*** Opening of INFORMATION ***
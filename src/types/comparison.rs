//! Chart-ready comparison types.

use serde::ser::{SerializeMap, Serializer};
use serde::{Deserialize, Serialize};

use super::result::Source;

/// Per-query sentiment and volume figures across the three sources.
#[derive(Debug, Clone, Default, PartialEq, Serialize, Deserialize)]
pub struct PlatformAggregate {
    pub query: String,
    pub reddit_avg: f64,
    pub hackernews_avg: f64,
    pub news_avg: f64,
    pub reddit_count: usize,
    pub hackernews_count: usize,
    pub news_count: usize,
    pub total_count: usize,
}

impl PlatformAggregate {
    pub fn average(&self, source: Source) -> f64 {
        match source {
            Source::Reddit => self.reddit_avg,
            Source::HackerNews => self.hackernews_avg,
            Source::News => self.news_avg,
        }
    }

    pub fn count(&self, source: Source) -> usize {
        match source {
            Source::Reddit => self.reddit_count,
            Source::HackerNews => self.hackernews_count,
            Source::News => self.news_count,
        }
    }
}

/// One row of the sentiment chart: a source with one value per query.
///
/// Serializes as `{"source": "Reddit", "<query>": <avg>, ...}` with queries
/// in caller order.
#[derive(Debug, Clone, PartialEq)]
pub struct SentimentSeriesEntry {
    pub source: Source,
    pub values: Vec<(String, f64)>,
}

impl SentimentSeriesEntry {
    pub fn new(source: Source) -> Self {
        Self {
            source,
            values: Vec::new(),
        }
    }

    /// Value for `query`. With duplicate labels the last one wins.
    pub fn get(&self, query: &str) -> Option<f64> {
        self.values
            .iter()
            .rev()
            .find(|(q, _)| q == query)
            .map(|(_, v)| *v)
    }
}

impl Serialize for SentimentSeriesEntry {
    fn serialize<S: Serializer>(&self, serializer: S) -> Result<S::Ok, S::Error> {
        let mut map = serializer.serialize_map(Some(self.values.len() + 1))?;
        map.serialize_entry("source", self.source.display_name())?;
        for (query, value) in &self.values {
            map.serialize_entry(query, value)?;
        }
        map.end()
    }
}

/// One row of the volume chart: a query with one post count per source.
#[derive(Debug, Clone, Default, PartialEq, Serialize, Deserialize)]
pub struct VolumeSeriesEntry {
    pub query: String,
    #[serde(rename = "Reddit")]
    pub reddit: usize,
    #[serde(rename = "Hacker News")]
    pub hackernews: usize,
    #[serde(rename = "News")]
    pub news: usize,
}

impl VolumeSeriesEntry {
    pub fn count(&self, source: Source) -> usize {
        match source {
            Source::Reddit => self.reddit,
            Source::HackerNews => self.hackernews,
            Source::News => self.news,
        }
    }
}

/// Everything the comparison view renders.
#[derive(Debug, Clone, PartialEq, Serialize)]
pub struct ComparisonDataset {
    /// Always three rows: Reddit, Hacker News, News.
    pub sentiment_series: Vec<SentimentSeriesEntry>,
    pub volume_series: Vec<VolumeSeriesEntry>,
    pub raw: Vec<PlatformAggregate>,
}

impl ComparisonDataset {
    pub fn sentiment_for(&self, source: Source) -> Option<&SentimentSeriesEntry> {
        self.sentiment_series.iter().find(|e| e.source == source)
    }

    /// Labels in the order they were aggregated.
    pub fn queries(&self) -> impl Iterator<Item = &str> {
        self.raw.iter().map(|a| a.query.as_str())
    }
}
*** Close of INFORMATION ***
#### ACTION ITEM:
Scan the data above, please, and give the number of lines where the word "rename" occurs, with no further text.

#### YOUR SOLUTION:
3